After recruit training, the five are then assigned to the same Fleet Marine Force unit. They arrive in Vietnam by transport ship and met with a bombardment from Viet Cong mortars. Vietnam reveals itself to them as a bewildering chaos of bureaucratic incompetence, callous officers obsessed by monthly body counts, and the constant threat of death. The officers in Company C endanger the lives of their men through blind adherence to rules or timetables and their nervous Marines open fire at the slightest provocation. The Marines' first firefight occurs while taking "vital supplies" to an army outpost. Those supplies turn out to be crates of cigarettes, liquor, food, and furniture being sent to a general for his birthday. Bisbee, enraged that two men were killed delivering these luxuries, uses a claymore to blow up the general's quarters.

Washington plans with an unscrupulous South Vietnamese officer to smuggle heroin out of Vietnam in body bags. Pike, taking Demerol for pain relief, gets hooked on hard drugs and has a near-fatal overdose. Washington saves his life and abandons his drug-smuggling plans. Pike repays Washington by helping him escape a booby-trapped paddy field.

In January 1968, Company C is ordered to throw (lose) a soccer game against a team of South Vietnamese to bolster the morale of their ally. The company commander promises no more combat if they agree, but if they win, they'll go to fight at Khe Sanh. The Americans play to win and the game ends with a Viet Cong attack. The pacifistic Bisbee snaps and opens fire on the VC, to be killed by return fire. Foster throws himself on a grenade to save some children. Fazio weeps over Foster's death.

The film concludes with the final entry in Foster's journal, written moments before his death,

I don't know why I should even bother to write in this journal anymore. Because after what happened today, who the hell is ever going to believe it? We actually had a chance to get out of this goddamn war. All we had to do was throw the game and walk away. But for some reason, we just couldn't. For some reason, winning that stupid game was more important than saving our ass. So I guess we'll just keep on walking into one bloody mess after another, until somebody finally figures out that living has got to be more important than winning.

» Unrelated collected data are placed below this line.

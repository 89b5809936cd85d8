use std::sync::Arc;

use tracing::{info, instrument, warn};

use scribe_llm::Completion;
use scribe_store::Outcome;
use scribe_types::{AnalysisResponse, ObjectId, TranscriptAnalysis};

use crate::batch::{BatchOrchestrator, BatchReport};
use crate::error::{ServiceError, ServiceResult};
use crate::executor::AnalysisExecutor;
use crate::SharedStore;

const EMPTY_TRANSCRIPT: &str = "Transcript cannot be empty";
const EMPTY_BATCH: &str = "Transcripts list cannot be empty";

/// High-level analysis API shared by the HTTP layer and the CLI.
///
/// The single-item path calls the executor and the store directly; the
/// batch path goes through [`BatchOrchestrator`].
#[derive(Clone)]
pub struct AnalysisService {
    executor: Arc<AnalysisExecutor>,
    store: SharedStore,
    orchestrator: BatchOrchestrator,
}

impl AnalysisService {
    pub fn new(completion: Arc<dyn Completion>, store: SharedStore) -> Self {
        let executor = Arc::new(AnalysisExecutor::new(completion));
        let orchestrator = BatchOrchestrator::new(Arc::clone(&executor), Arc::clone(&store));
        Self {
            executor,
            store,
            orchestrator,
        }
    }

    pub fn executor(&self) -> &AnalysisExecutor {
        &self.executor
    }

    /// Analyze one transcript and store the result.
    #[instrument(skip_all, fields(chars = transcript.len()))]
    pub async fn analyze(&self, transcript: &str) -> ServiceResult<AnalysisResponse> {
        validate_transcript(transcript)?;
        let analysis = self.executor.analyze(transcript).await?;
        self.persist(analysis)
    }

    /// Blocking twin of [`analyze`](Self::analyze). Must not be called from
    /// inside an async runtime.
    pub fn analyze_blocking(&self, transcript: &str) -> ServiceResult<AnalysisResponse> {
        validate_transcript(transcript)?;
        let analysis = self.executor.analyze_blocking(transcript)?;
        self.persist(analysis)
    }

    /// Look up a previously stored analysis.
    pub fn fetch(&self, id: &ObjectId) -> ServiceResult<AnalysisResponse> {
        match self.store.load(id) {
            Outcome::Success {
                id,
                data: Some(analysis),
            } => Ok(AnalysisResponse::new(id, analysis)),
            Outcome::NotFound { id } => Err(ServiceError::NotFound(id)),
            other => {
                let message = other.message().unwrap_or("Internal error").to_string();
                warn!(id = %other.id(), error = %message, "load failed");
                Err(ServiceError::Load(message))
            }
        }
    }

    /// Analyze many transcripts concurrently, reporting every position.
    ///
    /// An empty list is rejected before anything runs.
    pub async fn batch(&self, transcripts: Vec<String>) -> ServiceResult<BatchReport> {
        if transcripts.is_empty() {
            return Err(ServiceError::Validation(EMPTY_BATCH.into()));
        }
        Ok(self.orchestrator.run(transcripts).await)
    }

    fn persist(&self, analysis: TranscriptAnalysis) -> ServiceResult<AnalysisResponse> {
        match self.store.store(analysis.clone()) {
            Outcome::Success { id, .. } => {
                info!(id = %id, "analysis stored");
                Ok(AnalysisResponse::new(id, analysis))
            }
            other => {
                let message = other
                    .message()
                    .unwrap_or("Failed to store analysis")
                    .to_string();
                warn!(error = %message, "store failed");
                Err(ServiceError::Store(message))
            }
        }
    }
}

impl std::fmt::Debug for AnalysisService {
    fn fmt(&self, f: &mut std::fmt::Formatter<'_>) -> std::fmt::Result {
        f.debug_struct("AnalysisService")
            .field("executor", &self.executor)
            .finish()
    }
}

fn validate_transcript(transcript: &str) -> ServiceResult<()> {
    if transcript.trim().is_empty() {
        return Err(ServiceError::Validation(EMPTY_TRANSCRIPT.into()));
    }
    Ok(())
}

The fates of the principal characters are revealed at the end of the film. Washington was killed in action and posthumously awarded the Navy Cross. Fazio was consigned to the Veterans Administration hospital in Los Angeles with life altering injuries. Pike deserted from the Da Nang hospital, returned to the U.S., and moved to Canada, where he lived with a wife and son.

==Cast==

- Stan Shaw as Tyrone Washington
- Andrew Stevens as Billy Ray Pike
- James Canning as Alvin Foster
- Michael Lembeck as Vinnie Fazio
- Craig Wasson as Dave Bisbee
- Scott Hylands as Captain Collins
- James Whitmore, Jr. as Lieutenant Archer
- Noble Willingham as Gunnery Sergeant Curry
- Santos Morales as Staff Sergeant Aquilla
- Lee Ermey as Staff Sergeant Loyce, junior drill instructor, later promoted to staff sergeant, succeeding Aquilla as senior drill instructor.
- Vic Diaz as Colonel Trang

==Reception==
Roger Ebert gave the film 4/4 stars, writing "the movie is, first and best, a thrilling entertainment that starts by being funny and ends by being very deeply moving." On Rotten Tomatoes, the "Popcornometer" was rated at 77%.

==Nominations==
Andrew Stevens was nominated for the Golden Globe for Best Motion Picture Acting Debut – Male (1979).

==Home media==
This film has been issued numerous times on video since its theatrical release, first in-house via Columbia Pictures, and later through other companies as certain ancillary rights changed hands (it ended up becoming part of the library of ITC Entertainment). Today, the major rights are held by independent film company Fortune Star Media, which also now holds the film's copyright, with distribution by Hen's Tooth under license.

VHS and DVD versions of the film generally lack the closing epilogue revealing the fates of Washington, Fazio, and Pike.